Google Exec Mentions Payday Loans, Porn, Guns in Same Breath

NEW ORLEANS — A Google executive compared payday loans to tobacco, guns and pornography Wednesday while justifying the tech giant's decision to ban ads for high-cost, short-term consumer credit.

"We don't allow ads for products that we think are excessively harmful," said Vijay Padmanabhan, a policy adviser at Google.

Google, which announced the prohibition on payday loan advertising last month, had previously banned ads for legal products, he said. Also on the company's advertising blacklist are firearms, cigarettes and lewd material.

Payday lenders have been sharply critical of the ad ban, calling Google a monopoly that is abusing its power, and describing the policy as a form of censorship.

Padmanabhan pushed back against the critics during an on-stage conversation at a financial-health conference co-sponsored by American Banker and the Center for Financial Services Innovation.

"It's not censorship," he said, noting that payday loan websites still show up in the company's search results. "We're not doing anything with respect to Google search, even with this change. But like any business, we need to make judgments about where and when we make money."

He added, "It's not really a form of regulation, because we're not capable of regulating."

Padmanabhan, a former law professor at Vanderbilt University who joined Google last year, said that Google has long been wrestling with the question of how to deal with payday loans.

Under the firm's previous policy, Google only accepted ads for payday loans in cases where the user searched specifically for a payday loan, and not in instances where the search was about the consumer's more general need for money. But the old policy was difficult to enforce, Padmanabhan said.

Under the new policy, Google does not accept ads in the United States for personal loans with annual percentage rates above 36%. The firm also bars ads for personal loans where repayment in full is due within 60 days.

"While users really do need small-dollar loans, they don't really need short-term loans," Padmanabhan said.

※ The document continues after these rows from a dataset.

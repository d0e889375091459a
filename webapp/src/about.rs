use dioxus::prelude::*;

use crate::{
    components::{footer::PageFooter, reveal::FadeInSection},
    store::language::use_language,
};
use kuro::gallery::images;

// the principle blocks carry both languages side by side regardless of the
// active locale
#[derive(Clone, PartialEq, Props)]
struct PrincipleProps {
    title: &'static str,
    en: &'static str,
    jp: &'static str,
}

#[component]
fn Principle(props: PrincipleProps) -> Element {
    rsx! {
        div {
            h2 { class: "section-title", style: "margin-bottom: var(--space-8);", "{props.title}" }
            div { class: "prose stack",
                p { "{props.en}" }
                p { "{props.jp}" }
            }
        }
    }
}

#[component]
pub fn About() -> Element {
    let t = use_language().t();

    rsx! {
        div { class: "page",
            div { class: "page-body",
                div { class: "page-column width-content enter-rise",
                    h1 { class: "page-title", style: "margin-bottom: var(--space-24);", "{t.about.title}" }

                    FadeInSection {
                        div { class: "prose prose-strong stack-lg gap-after",
                            p { "{t.about.body}" }
                            p {
                                "我々は単なるブランドではない。思想の実装である。"
                                "衣服という物理的媒体を通じて、信仰という抽象概念を具現化する。"
                            }
                            p {
                                "We are not merely a brand. We are the implementation of thought itself. "
                                "Through the physical medium of clothing, we manifest the abstract concept of faith."
                            }
                        }
                    }

                    FadeInSection { delay: 0.2,
                        div { class: "banner",
                            img { class: "cover opacity-60", src: images::PRAYER_HANDS, alt: "Prayer" }
                            div { class: "layer", style: "display: flex; align-items: center; justify-content: center;",
                                h2 { class: "section-title", "信仰" }
                            }
                        }
                    }

                    FadeInSection { delay: 0.3,
                        div { class: "stack-xl gap-after",
                            Principle {
                                title: "The Philosophy",
                                en: "In a world consumed by excess and disposability, we propose an alternative: conscious consumption as spiritual practice. Each piece we create carries intention. Each purchase becomes an act of mindful commitment.",
                                jp: "過剰と使い捨ての世界において、我々は別の道を提案する：意識的な消費を精神的実践として。創作する各作品は意図を宿す。各購入行為は、意識的なコミットメントとなる。",
                            }
                            Principle {
                                title: "The Structure",
                                en: "Our system integrates blockchain technology not as gimmick, but as necessity. IPFS ensures permanent documentation. Smart contracts encode the relationship between creator and collector. This is structure as aesthetic—beauty found in the architecture of permanence.",
                                jp: "我々のシステムは、ブロックチェーン技術をギミックとしてではなく、必要性として統合する。IPFSは永続的な記録を保証する。スマートコントラクトは、創造者とコレクターの関係を符号化する。これは構造としての美学——永続性の建築に見出される美である。",
                            }
                            Principle {
                                title: "The Practice",
                                en: "We produce slowly. Intentionally. Every work is numbered, documented, and traceable from conception through eternity. Buyers may choose to add their story to the record—a personal prayer inscribed in the ledger of time.",
                                jp: "我々はゆっくりと制作する。意図的に。すべての作品には番号が付けられ、記録され、構想から永遠まで追跡可能である。購入者は自身の物語を記録に追加することができる——時間の台帳に刻まれた個人的な祈りとして。",
                            }
                        }
                    }

                    FadeInSection { delay: 0.4,
                        div { class: "banner",
                            img { class: "cover opacity-50", src: images::ZEN_GARDEN, alt: "Zen Garden" }
                            div { class: "layer", style: "display: flex; align-items: center; justify-content: center;",
                                div { class: "centered stack",
                                    h2 { class: "section-title", "Structure as Aesthetic" }
                                    p { class: "hero-subtitle", "{t.about.concept}" }
                                }
                            }
                        }
                    }

                    FadeInSection { delay: 0.5,
                        div { class: "page-column width-narrow centered stack-lg",
                            h2 { class: "section-title", "The Vision" }
                            p { class: "prose prose-strong",
                                "We envision a future where every object carries meaning. "
                                "Where commerce and consciousness converge. "
                                "Where the act of creation and acquisition both become forms of prayer."
                            }
                            p { class: "prose prose-strong",
                                "我々は、すべての物体が意味を持つ未来を思い描く。"
                                "商業と意識が収束する場所。"
                                "創造と獲得の行為がともに祈りの形となる場所。"
                            }
                            div { style: "padding-top: var(--space-12);",
                                p { class: "statement", "This is the scripture of black." }
                                p { class: "statement", style: "margin-top: var(--space-4);",
                                    "これは黒の聖典である。"
                                }
                            }
                        }
                    }
                }
            }

            PageFooter { tagline: t.footer.about_tagline, width: "width-content" }
        }
    }
}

"Research shows that most borrowers of payday loans can only afford to give up about 5% of their next paycheck. And it makes sense, right? If you have savings, you don't take payday loans. If you take payday loans, you don't have savings, so how are you going to be able to part with more than 5% of your next check? So the reality is though these products are marketed as short-term products, users use them in ways that make them long-term products."

At one point, Padmanabhan was asked why the company settled on the 36% benchmark.

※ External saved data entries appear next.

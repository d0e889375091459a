// decorative pointer follower: an outer ring and an inner dot, both centred
// on the pointer and hidden while it is outside the page
const RING_RADIUS: f64 = 8.0;
const DOT_RADIUS: f64 = 2.0;

#[derive(Clone, Copy, Debug, Default, PartialEq)]
pub struct CursorState {
    pub x: f64,
    pub y: f64,
    pub visible: bool,
}

impl CursorState {
    pub fn at(x: f64, y: f64) -> Self {
        CursorState { x, y, visible: true }
    }

    pub fn hide(&mut self) {
        self.visible = false;
    }

    fn style(&self, radius: f64, opacity: f64) -> String {
        let opacity = if self.visible { opacity } else { 0.0 };
        format!(
            "transform: translate3d({}px, {}px, 0); opacity: {opacity};",
            self.x - radius,
            self.y - radius
        )
    }

    pub fn ring_style(&self) -> String {
        self.style(RING_RADIUS, 0.5)
    }

    pub fn dot_style(&self) -> String {
        self.style(DOT_RADIUS, 1.0)
    }
}

#[cfg(test)]
mod tests {
    use super::*;

    #[test]
    fn marks_are_centred_on_the_pointer() {
        let cursor = CursorState::at(100.0, 50.0);
        assert_eq!(
            cursor.ring_style(),
            "transform: translate3d(92px, 42px, 0); opacity: 0.5;"
        );
        assert_eq!(
            cursor.dot_style(),
            "transform: translate3d(98px, 48px, 0); opacity: 1;"
        );
    }

    #[test]
    fn hidden_until_the_pointer_moves() {
        let mut cursor = CursorState::default();
        assert!(cursor.ring_style().ends_with("opacity: 0;"));

        cursor = CursorState::at(1.0, 1.0);
        cursor.hide();
        assert!(cursor.dot_style().ends_with("opacity: 0;"));
    }
}
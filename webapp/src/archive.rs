use dioxus::prelude::*;

use crate::{
    components::{footer::PageFooter, reveal::FadeInSection},
    store::language::use_language,
};
use kuro::gallery::{WORKS, Work, card_delay};

#[derive(Clone, PartialEq, Props)]
struct WorkCardProps {
    work: Work,
    delay: f64,
}

// one catalogue entry; every field is shown exactly as authored
#[component]
fn WorkCard(props: WorkCardProps) -> Element {
    let t = use_language().t();
    let work = props.work;

    rsx! {
        FadeInSection { delay: props.delay,
            div { class: "work-card",
                div { class: "work-frame",
                    img { class: "cover", src: work.image, alt: work.title }
                }
                h3 { class: "work-id", "{work.id}" }
                h4 { class: "work-title", "{work.title}" }
                div { class: "work-meta",
                    p { "{t.archive.date}: {work.date}" }
                    p { "{t.archive.owner}: {work.owner}" }
                }
                p { class: "work-description", "{work.description}" }
                div { class: "work-cid",
                    p { class: "work-cid-label", "{t.archive.cid}" }
                    p { class: "work-cid-value", "{work.cid}" }
                }
            }
        }
    }
}

#[component]
pub fn Archive() -> Element {
    let t = use_language().t();

    rsx! {
        div { class: "page",
            div { class: "page-body",
                div { class: "page-column width-gallery enter-rise",
                    h1 { class: "page-title", style: "margin-bottom: var(--space-8);", "{t.nav.archive}" }
                    p { class: "page-lead", "{t.archive.intro}" }

                    div { class: "grid-3 grid-gallery", style: "gap: var(--space-12);",
                        for (index, work) in WORKS.iter().enumerate() {
                            WorkCard { key: "{work.id}", work: *work, delay: card_delay(index) }
                        }
                    }

                    FadeInSection { delay: 0.8,
                        div {
                            class: "page-column width-narrow centered stack",
                            style: "margin-top: var(--space-32);",
                            h2 { class: "section-title", "{t.archive.ledger_title}" }
                            p { class: "prose", "{t.archive.ledger_body}" }
                        }
                    }
                }
            }

            PageFooter { tagline: t.footer.archive_tagline, width: "width-gallery" }
        }
    }
}

#[cfg(test)]
mod tests {
    use crate::{Route, testing::RenderedPage};
    use kuro::{gallery::WORKS, i18n::Lang};

    #[test]
    fn renders_one_card_per_work() {
        let html = RenderedPage::new(Lang::En, Route::Archive {}).html();

        assert_eq!(html.matches(r#"class="work-card""#).count(), WORKS.len());
    }

    #[test]
    fn cards_show_records_verbatim() {
        let html = RenderedPage::new(Lang::Jp, Route::Archive {}).html();

        for work in WORKS.iter() {
            for field in [work.id, work.title, work.date, work.owner, work.cid] {
                assert!(html.contains(field), "{} missing {field}", work.id);
            }
        }
    }

    #[test]
    fn labels_follow_locale_but_records_do_not() {
        let jp = RenderedPage::new(Lang::Jp, Route::Archive {}).html();
        let en = RenderedPage::new(Lang::En, Route::Archive {}).html();

        let label = |lang: Lang, work: usize| format!("{}: {}", lang.translations().archive.owner, WORKS[work].owner);
        assert!(jp.contains(&label(Lang::Jp, 0)));
        assert!(en.contains(&label(Lang::En, 0)));
        assert!(!en.contains(&label(Lang::Jp, 0)));

        assert!(en.contains(WORKS[5].cid));
    }
}
pub mod dom;
pub mod storage;
pub mod style;
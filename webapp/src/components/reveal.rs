use dioxus::prelude::*;
use tracing::{debug, warn};

use crate::common::dom::ViewportObserver;
use kuro::{
    config::site,
    reveal::{RevealState, reveal_style},
};

#[derive(Clone, PartialEq, Props)]
pub struct FadeInSectionProps {
    // seconds to wait after the trigger
    #[props(default)]
    delay: f64,
    // overrides for the configured transition
    duration: Option<f64>,
    distance: Option<f64>,
    #[props(default, into)]
    class: String,
    children: Element,
}

// fades and lifts its children into place the first time they scroll into
// view, then stays put
#[component]
pub fn FadeInSection(props: FadeInSectionProps) -> Element {
    let config = site().reveal;

    let mut reveal = use_signal(RevealState::default);
    let mut observer = use_signal(|| None::<ViewportObserver>);

    let attach = move |event: MountedEvent| {
        let data = event.data();
        let Some(element) = data.downcast::<web_sys::Element>() else {
            // not rendered into a browser dom, nothing to observe
            reveal.write().force();
            return;
        };

        let threshold = config.threshold;
        let result = ViewportObserver::new(element, threshold, move |ratio| {
            let mut next = *reveal.peek();
            if next.observe(ratio, threshold) {
                reveal.set(next);
            }
        });

        match result {
            Ok(handle) => {
                reveal.write().arm();
                observer.set(Some(handle));
            }
            Err(err) => {
                warn!("failed to observe section, showing it immediately: {err}");
                reveal.write().force();
            }
        }
    };

    // one-shot: nothing left to watch once the section is visible
    use_effect(move || {
        if reveal().is_revealed() && observer.peek().is_some() {
            debug!("section revealed, disconnecting observer");
            observer.set(None);
        }
    });

    let style = reveal_style(
        reveal(),
        props.duration.unwrap_or(config.duration_secs),
        props.delay,
        props.distance.unwrap_or(config.distance_px),
    );

    rsx! {
        div { class: "{props.class}", style: "{style}", onmounted: attach, {props.children} }
    }
}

"When you pick a number of this sort, there's a little bit of arbitrariness to it," he acknowledged.

But he added that the 36% APR cap is used in the Military Lending Act and by 13 states plus the District of Columbia, and is also cited by the Consumer Financial Protection Bureau in its proposed payday lending rules. That proposal was released a few weeks after Google announced its ad ban.

Padmanabhan also noted that NerdWallet, a comparison-shopping website, only allows ads for personal loans with APRs that are below 36%.

Once Google clears payday lenders from its ad space, companies that are offering "better products, like those that are under 36%," will be able to fill the void, he said.

At one point during the conversation, Padmanabhan was asked if he is concerned about the impact of Google's new policy on people who are searching for a payday loan.

"Absolutely," he responded. "This is why we took ads for payday loans for as long as we did. … We recognize that those who take these products often have no other choice, or feel they have no other choice. But what our research really convinced us of is that while payday loans might seem like a choice, they're really an illusory choice."

Padmanabhan was also asked to explain Google Ventures' investment in LendUp, an online lender with APRs in excess of 36%.

He responded by noting that Google Ventures is a separate company from Google — both firms are owned by the holding company Alphabet. He also pointed out that unlike many payday lenders, LendUp reports to credit agencies, which allows customers who make on-time payments to improve their credit scores.

But he added: "From the beginning we've been clear that our policy applies to all personal loans. So that means that LendUp is no longer allowed to advertise with us, with respect to products that have an APR of over 36%."